• [Directions for this task]: Take the line that contains "pub struct SessionSummary" in the data below and each line after it, through the last, and repeat them unchanged.

[The records Boundary: Start]

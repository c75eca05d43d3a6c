//! Work-session segmentation.
//!
//! Consecutive commits separated by at most the idle gap belong to the same
//! session; a longer silence starts a new one.

use gitpace_core::{CommitRecord, Session};
use serde::{Deserialize, Serialize};

/// Split ascending `timestamps` into sessions.
///
/// A timestamp joins the open session when `timestamp - end <= idle_gap_secs`.
/// The gap saturates, so timestamps at the ends of the `i64` range split cleanly.
/// Input must already be sorted; see [`segment_sessions`] for unsorted commits.
///
/// # Examples
///
/// ```
/// use gitpace_effort::sessions::segment_timestamps;
///
/// let sessions = segment_timestamps(&[0, 1800, 3600, 20_000], 7200);
/// assert_eq!(sessions.len(), 2);
/// assert_eq!(sessions[0].commits, 3);
/// assert_eq!(sessions[0].duration_secs(), 3600);
/// assert_eq!(sessions[1].start, 20_000);
/// ```
pub fn segment_timestamps(timestamps: &[i64], idle_gap_secs: i64) -> Vec<Session> {
    let mut sessions: Vec<Session> = Vec::new();
    for &ts in timestamps {
        match sessions.last_mut() {
            Some(open) if ts.saturating_sub(open.end) <= idle_gap_secs => {
                open.end = ts;
                open.commits += 1;
            }
            _ => sessions.push(Session {
                start: ts,
                end: ts,
                commits: 1,
            }),
        }
    }
    sessions
}

/// Segment commits in any order into chronological sessions.
pub fn segment_sessions(commits: &[CommitRecord], idle_gap_secs: i64) -> Vec<Session> {
    let mut timestamps: Vec<i64> = commits.iter().map(|c| c.timestamp).collect();
    timestamps.sort();
    segment_timestamps(&timestamps, idle_gap_secs)
}

/// Summary figures over a list of sessions.
#[derive(Debug, Clone, Default, PartialEq, Serialize, Deserialize)]
#[serde(rename_all = "camelCase")]
pub struct SessionSummary {
    pub count: usize,
    /// Sum of session durations in hours. Single-commit sessions add zero.
    pub total_active_hours: f64,
    pub average_session_hours: f64,
    pub average_commits_per_session: f64,
    pub longest_session_hours: f64,
}

impl SessionSummary {
    pub fn from_sessions(sessions: &[Session]) -> Self {
        if sessions.is_empty() {
            return Self::default();
        }
        let count = sessions.len();
        let total_active_hours: f64 = sessions.iter().map(Session::duration_hours).sum();
        let total_commits: u64 = sessions.iter().map(|s| s.commits).sum();
        let longest_session_hours = sessions
            .iter()
            .map(Session::duration_hours)
            .fold(0.0, f64::max);

        Self {
            count,
            total_active_hours,
            average_session_hours: total_active_hours / count as f64,
            average_commits_per_session: total_commits as f64 / count as f64,
            longest_session_hours,
        }
    }
}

[The records Boundary: End]

• [Reply to the task]:
pub struct SessionSummary {
    pub count: usize,
    /// Sum of session durations in hours. Single-commit sessions add zero.
    pub total_active_hours: f64,
    pub average_session_hours: f64,
    pub average_commits_per_session: f64,
    pub longest_session_hours: f64,
}

impl SessionSummary {
    pub fn from_sessions(sessions: &[Session]) -> Self {
        if sessions.is_empty() {
            return Self::default();
        }
        let count = sessions.len();
        let total_active_hours: f64 = sessions.iter().map(Session::duration_hours).sum();
        let total_commits: u64 = sessions.iter().map(|s| s.commits).sum();
        let longest_session_hours = sessions
            .iter()
            .map(Session::duration_hours)
            .fold(0.0, f64::max);

        Self {
            count,
            total_active_hours,
            average_session_hours: total_active_hours / count as f64,
            average_commits_per_session: total_commits as f64 / count as f64,
            longest_session_hours,
        }
    }
}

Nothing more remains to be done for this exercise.